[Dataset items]
//! The normalized, restore-engine-facing data model: one package spec
//! per project, gathered into a frozen aggregate keyed by project path.

use std::collections::BTreeMap;
use std::path::{Path, PathBuf};
use std::str::FromStr;

use serde::Serialize;

use pakket_util::{Version, VersionRange};

/// One declared package reference within a target framework.
#[derive(Debug, Clone, PartialEq, Eq, Serialize)]
#[serde(rename_all = "camelCase")]
pub struct PackageDependency {
    pub id: String,
    pub version_range: VersionRange,
    #[serde(skip_serializing_if = "std::ops::Not::not")]
    pub auto_referenced: bool,
    #[serde(skip_serializing_if = "Vec::is_empty")]
    pub include_assets: Vec<String>,
    #[serde(skip_serializing_if = "Vec::is_empty")]
    pub exclude_assets: Vec<String>,
    #[serde(skip_serializing_if = "Vec::is_empty")]
    pub private_assets: Vec<String>,
    #[serde(skip_serializing_if = "Vec::is_empty")]
    pub no_warn: Vec<String>,
}

/// One package download pinned at an exact version.
#[derive(Debug, Clone, PartialEq, Eq, Serialize)]
#[serde(rename_all = "camelCase")]
pub struct DownloadDependency {
    pub id: String,
    pub version_range: VersionRange,
}

/// One shared-framework reference.
#[derive(Debug, Clone, PartialEq, Eq, Serialize)]
#[serde(rename_all = "camelCase")]
pub struct FrameworkDependency {
    pub name: String,
    #[serde(skip_serializing_if = "Vec::is_empty")]
    pub private_assets: Vec<String>,
}

/// One project-to-project reference, by absolute path.
#[derive(Debug, Clone, PartialEq, Eq, Serialize)]
#[serde(rename_all = "camelCase")]
pub struct ProjectReference {
    pub path: PathBuf,
}

/// Everything one inner node contributes: its framework name and the
/// references declared under it.
#[derive(Debug, Clone, PartialEq, Eq, Serialize)]
#[serde(rename_all = "camelCase")]
pub struct TargetFrameworkInfo {
    pub framework: String,
    #[serde(skip_serializing_if = "Vec::is_empty")]
    pub dependencies: Vec<PackageDependency>,
    #[serde(skip_serializing_if = "Vec::is_empty")]
    pub download_dependencies: Vec<DownloadDependency>,
    #[serde(skip_serializing_if = "Vec::is_empty")]
    pub framework_references: Vec<FrameworkDependency>,
    #[serde(skip_serializing_if = "Vec::is_empty")]
    pub project_references: Vec<ProjectReference>,
    #[serde(skip_serializing_if = "Option::is_none")]
    pub runtime_identifier_graph_path: Option<PathBuf>,
}

/// How a project declares its dependencies.
#[derive(Debug, Clone, Copy, PartialEq, Eq, Serialize)]
#[serde(rename_all = "camelCase")]
pub enum ProjectStyle {
    PackageReference,
    PackagesConfig,
    Unknown,
}

impl FromStr for ProjectStyle {
    type Err = String;

    fn from_str(value: &str) -> Result<Self, Self::Err> {
        match value.trim().to_ascii_lowercase().as_str() {
            "packagereference" => Ok(ProjectStyle::PackageReference),
            "packagesconfig" => Ok(ProjectStyle::PackagesConfig),
            "unknown" => Ok(ProjectStyle::Unknown),
            other => Err(format!("unknown project style \"{other}\"")),
        }
    }
}

/// Warning-handling properties forwarded to the restore engine.
#[derive(Debug, Clone, Default, PartialEq, Eq, Serialize)]
#[serde(rename_all = "camelCase")]
pub struct WarningProperties {
    #[serde(skip_serializing_if = "std::ops::Not::not")]
    pub treat_warnings_as_errors: bool,
    #[serde(skip_serializing_if = "Vec::is_empty")]
    pub warnings_as_errors: Vec<String>,
    #[serde(skip_serializing_if = "Vec::is_empty")]
    pub no_warn: Vec<String>,
}

/// Lock-file properties forwarded to the restore engine.
#[derive(Debug, Clone, Default, PartialEq, Eq, Serialize)]
#[serde(rename_all = "camelCase")]
pub struct LockProperties {
    #[serde(skip_serializing_if = "Option::is_none")]
    pub restore_packages_with_lock_file: Option<String>,
    #[serde(skip_serializing_if = "Option::is_none")]
    pub lock_file_path: Option<PathBuf>,
    #[serde(skip_serializing_if = "std::ops::Not::not")]
    pub restore_locked_mode: bool,
}

/// The union of runtime identifiers and compatibility profiles declared
/// across a project's nodes.
#[derive(Debug, Clone, Default, PartialEq, Eq, Serialize)]
#[serde(rename_all = "camelCase")]
pub struct RuntimeGraph {
    #[serde(skip_serializing_if = "Vec::is_empty")]
    pub runtimes: Vec<String>,
    #[serde(skip_serializing_if = "Vec::is_empty")]
    pub supports: Vec<String>,
}

impl RuntimeGraph {
    pub fn is_empty(&self) -> bool {
        self.runtimes.is_empty() && self.supports.is_empty()
    }
}

/// Restore settings resolved for one project.
#[derive(Debug, Clone, PartialEq, Eq, Serialize)]
#[serde(rename_all = "camelCase")]
pub struct RestoreMetadata {
    pub output_path: PathBuf,
    pub packages_path: PathBuf,
    pub sources: Vec<String>,
    #[serde(skip_serializing_if = "Vec::is_empty")]
    pub fallback_folders: Vec<String>,
    #[serde(skip_serializing_if = "Vec::is_empty")]
    pub config_paths: Vec<PathBuf>,
    pub style: ProjectStyle,
    #[serde(skip_serializing_if = "std::ops::Not::not")]
    pub cross_targeting: bool,
    #[serde(skip_serializing_if = "Vec::is_empty")]
    pub original_target_frameworks: Vec<String>,
    #[serde(skip_serializing_if = "std::ops::Not::not")]
    pub skip_content_file_write: bool,
    pub warning_properties: WarningProperties,
    pub lock_properties: LockProperties,
}

/// The normalized spec for one project (one outer node).
///
/// Invariant: `target_frameworks` has one descriptor per inner node, in
/// inner-node order.
#[derive(Debug, Clone, PartialEq, Eq, Serialize)]
#[serde(rename_all = "camelCase")]
pub struct PackageSpec {
    pub name: String,
    pub file_path: PathBuf,
    pub version: Version,
    pub target_frameworks: Vec<TargetFrameworkInfo>,
    pub restore_metadata: RestoreMetadata,
    #[serde(skip_serializing_if = "Option::is_none")]
    pub runtime_graph: Option<RuntimeGraph>,
}

/// The aggregate handed to the restore engine: every package spec keyed
/// by project path, plus the entry-point paths restored directly.
///
/// Mutated only during assembly, then treated as frozen.
#[derive(Debug, Clone, Default, PartialEq, Serialize)]
#[serde(rename_all = "camelCase")]
pub struct GraphSpec {
    #[serde(skip_serializing_if = "Vec::is_empty")]
    restore: Vec<PathBuf>,
    projects: BTreeMap<PathBuf, PackageSpec>,
}

impl GraphSpec {
    pub fn new() -> Self {
        GraphSpec::default()
    }

    /// Insert one project spec, keyed by its file path. A later insert
    /// for the same path replaces the earlier one.
    pub fn add_project(&mut self, spec: PackageSpec) {
        self.projects.insert(spec.file_path.clone(), spec);
    }

    /// Mark an entry-point path as directly restorable. Duplicates are
    /// dropped.
    pub fn add_restore(&mut self, path: PathBuf) {
        if !self.restore.contains(&path) {
            self.restore.push(path);
        }
    }

    pub fn project(&self, path: &Path) -> Option<&PackageSpec> {
        self.projects.get(path)
    }

    pub fn projects(&self) -> impl Iterator<Item = &PackageSpec> {
        self.projects.values()
    }

    pub fn restore(&self) -> &[PathBuf] {
        &self.restore
    }

    pub fn len(&self) -> usize {
        self.projects.len()
    }

    pub fn is_empty(&self) -> bool {
        self.projects.is_empty()
    }
}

> [WORK INSTRUCTIONS]
Copy every line above once more, precisely as it reads.

> [REPLY TO THE TASK]
//! The normalized, restore-engine-facing data model: one package spec
//! per project, gathered into a frozen aggregate keyed by project path.

use std::collections::BTreeMap;
use std::path::{Path, PathBuf};
use std::str::FromStr;

use serde::Serialize;

use pakket_util::{Version, VersionRange};

/// One declared package reference within a target framework.
#[derive(Debug, Clone, PartialEq, Eq, Serialize)]
#[serde(rename_all = "camelCase")]
pub struct PackageDependency {
    pub id: String,
    pub version_range: VersionRange,
    #[serde(skip_serializing_if = "std::ops::Not::not")]
    pub auto_referenced: bool,
    #[serde(skip_serializing_if = "Vec::is_empty")]
    pub include_assets: Vec<String>,
    #[serde(skip_serializing_if = "Vec::is_empty")]
    pub exclude_assets: Vec<String>,
    #[serde(skip_serializing_if = "Vec::is_empty")]
    pub private_assets: Vec<String>,
    #[serde(skip_serializing_if = "Vec::is_empty")]
    pub no_warn: Vec<String>,
}

/// One package download pinned at an exact version.
#[derive(Debug, Clone, PartialEq, Eq, Serialize)]
#[serde(rename_all = "camelCase")]
pub struct DownloadDependency {
    pub id: String,
    pub version_range: VersionRange,
}

/// One shared-framework reference.
#[derive(Debug, Clone, PartialEq, Eq, Serialize)]
#[serde(rename_all = "camelCase")]
pub struct FrameworkDependency {
    pub name: String,
    #[serde(skip_serializing_if = "Vec::is_empty")]
    pub private_assets: Vec<String>,
}

/// One project-to-project reference, by absolute path.
#[derive(Debug, Clone, PartialEq, Eq, Serialize)]
#[serde(rename_all = "camelCase")]
pub struct ProjectReference {
    pub path: PathBuf,
}

/// Everything one inner node contributes: its framework name and the
/// references declared under it.
#[derive(Debug, Clone, PartialEq, Eq, Serialize)]
#[serde(rename_all = "camelCase")]
pub struct TargetFrameworkInfo {
    pub framework: String,
    #[serde(skip_serializing_if = "Vec::is_empty")]
    pub dependencies: Vec<PackageDependency>,
    #[serde(skip_serializing_if = "Vec::is_empty")]
    pub download_dependencies: Vec<DownloadDependency>,
    #[serde(skip_serializing_if = "Vec::is_empty")]
    pub framework_references: Vec<FrameworkDependency>,
    #[serde(skip_serializing_if = "Vec::is_empty")]
    pub project_references: Vec<ProjectReference>,
    #[serde(skip_serializing_if = "Option::is_none")]
    pub runtime_identifier_graph_path: Option<PathBuf>,
}

/// How a project declares its dependencies.
#[derive(Debug, Clone, Copy, PartialEq, Eq, Serialize)]
#[serde(rename_all = "camelCase")]
pub enum ProjectStyle {
    PackageReference,
    PackagesConfig,
    Unknown,
}

impl FromStr for ProjectStyle {
    type Err = String;

    fn from_str(value: &str) -> Result<Self, Self::Err> {
        match value.trim().to_ascii_lowercase().as_str() {
            "packagereference" => Ok(ProjectStyle::PackageReference),
            "packagesconfig" => Ok(ProjectStyle::PackagesConfig),
            "unknown" => Ok(ProjectStyle::Unknown),
            other => Err(format!("unknown project style \"{other}\"")),
        }
    }
}

/// Warning-handling properties forwarded to the restore engine.
#[derive(Debug, Clone, Default, PartialEq, Eq, Serialize)]
#[serde(rename_all = "camelCase")]
pub struct WarningProperties {
    #[serde(skip_serializing_if = "std::ops::Not::not")]
    pub treat_warnings_as_errors: bool,
    #[serde(skip_serializing_if = "Vec::is_empty")]
    pub warnings_as_errors: Vec<String>,
    #[serde(skip_serializing_if = "Vec::is_empty")]
    pub no_warn: Vec<String>,
}

/// Lock-file properties forwarded to the restore engine.
#[derive(Debug, Clone, Default, PartialEq, Eq, Serialize)]
#[serde(rename_all = "camelCase")]
pub struct LockProperties {
    #[serde(skip_serializing_if = "Option::is_none")]
    pub restore_packages_with_lock_file: Option<String>,
    #[serde(skip_serializing_if = "Option::is_none")]
    pub lock_file_path: Option<PathBuf>,
    #[serde(skip_serializing_if = "std::ops::Not::not")]
    pub restore_locked_mode: bool,
}

/// The union of runtime identifiers and compatibility profiles declared
/// across a project's nodes.
#[derive(Debug, Clone, Default, PartialEq, Eq, Serialize)]
#[serde(rename_all = "camelCase")]
pub struct RuntimeGraph {
    #[serde(skip_serializing_if = "Vec::is_empty")]
    pub runtimes: Vec<String>,
    #[serde(skip_serializing_if = "Vec::is_empty")]
    pub supports: Vec<String>,
}

impl RuntimeGraph {
    pub fn is_empty(&self) -> bool {
        self.runtimes.is_empty() && self.supports.is_empty()
    }
}

/// Restore settings resolved for one project.
#[derive(Debug, Clone, PartialEq, Eq, Serialize)]
#[serde(rename_all = "camelCase")]
pub struct RestoreMetadata {
    pub output_path: PathBuf,
    pub packages_path: PathBuf,
    pub sources: Vec<String>,
    #[serde(skip_serializing_if = "Vec::is_empty")]
    pub fallback_folders: Vec<String>,
    #[serde(skip_serializing_if = "Vec::is_empty")]
    pub config_paths: Vec<PathBuf>,
    pub style: ProjectStyle,
    #[serde(skip_serializing_if = "std::ops::Not::not")]
    pub cross_targeting: bool,
    #[serde(skip_serializing_if = "Vec::is_empty")]
    pub original_target_frameworks: Vec<String>,
    #[serde(skip_serializing_if = "std::ops::Not::not")]
    pub skip_content_file_write: bool,
    pub warning_properties: WarningProperties,
    pub lock_properties: LockProperties,
}

/// The normalized spec for one project (one outer node).
///
/// Invariant: `target_frameworks` has one descriptor per inner node, in
/// inner-node order.
#[derive(Debug, Clone, PartialEq, Eq, Serialize)]
#[serde(rename_all = "camelCase")]
pub struct PackageSpec {
    pub name: String,
    pub file_path: PathBuf,
    pub version: Version,
    pub target_frameworks: Vec<TargetFrameworkInfo>,
    pub restore_metadata: RestoreMetadata,
    #[serde(skip_serializing_if = "Option::is_none")]
    pub runtime_graph: Option<RuntimeGraph>,
}

/// The aggregate handed to the restore engine: every package spec keyed
/// by project path, plus the entry-point paths restored directly.
///
/// Mutated only during assembly, then treated as frozen.
#[derive(Debug, Clone, Default, PartialEq, Serialize)]
#[serde(rename_all = "camelCase")]
pub struct GraphSpec {
    #[serde(skip_serializing_if = "Vec::is_empty")]
    restore: Vec<PathBuf>,
    projects: BTreeMap<PathBuf, PackageSpec>,
}

impl GraphSpec {
    pub fn new() -> Self {
        GraphSpec::default()
    }

    /// Insert one project spec, keyed by its file path. A later insert
    /// for the same path replaces the earlier one.
    pub fn add_project(&mut self, spec: PackageSpec) {
        self.projects.insert(spec.file_path.clone(), spec);
    }

    /// Mark an entry-point path as directly restorable. Duplicates are
    /// dropped.
    pub fn add_restore(&mut self, path: PathBuf) {
        if !self.restore.contains(&path) {
            self.restore.push(path);
        }
    }

    pub fn project(&self, path: &Path) -> Option<&PackageSpec> {
        self.projects.get(path)
    }

    pub fn projects(&self) -> impl Iterator<Item = &PackageSpec> {
        self.projects.values()
    }

    pub fn restore(&self) -> &[PathBuf] {
        &self.restore
    }

    pub fn len(&self) -> usize {
        self.projects.len()
    }

    pub fn is_empty(&self) -> bool {
        self.projects.is_empty()
    }
}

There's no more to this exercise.